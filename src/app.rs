use std::path::PathBuf;

use eframe::egui;

use crate::config::AnalysisConfig;
use crate::state::AppState;
use crate::ui::{fonts, panels, plot};

// ---------------------------------------------------------------------------
// eframe App implementation
// ---------------------------------------------------------------------------

pub struct SocialVolumeApp {
    pub state: AppState,
}

impl SocialVolumeApp {
    /// Set up fonts and, when given, load the startup file right away.
    pub fn new(
        cc: &eframe::CreationContext<'_>,
        config: AnalysisConfig,
        initial_file: Option<PathBuf>,
    ) -> Self {
        fonts::install_cjk_fallback(&cc.egui_ctx);

        let mut state = AppState::new(config);
        if let Some(path) = initial_file {
            state.load_path(&path);
        }
        Self { state }
    }
}

impl eframe::App for SocialVolumeApp {
    fn update(&mut self, ctx: &egui::Context, _frame: &mut eframe::Frame) {
        // ---- Top panel: menu bar ----
        egui::TopBottomPanel::top("top_bar").show(ctx, |ui| {
            panels::top_bar(ui, &mut self.state);
        });

        // ---- Left side panel: date range ----
        egui::SidePanel::left("filter_panel")
            .default_width(220.0)
            .resizable(true)
            .show(ctx, |ui| {
                panels::side_panel(ui, &mut self.state);
            });

        // ---- Central panel: plot above, ranked days below ----
        egui::CentralPanel::default().show(ctx, |ui| {
            let plot_height = ui.available_height() * 0.6;
            plot::volume_plot(ui, &self.state, plot_height);
            ui.add_space(8.0);
            panels::top_days_list(ui, &self.state);
        });
    }
}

_ _ _ _ _

» **Directions**:
Only a number is expected: the count of lines in the data that contain the word "crate".

» **Result of the exercise**:
3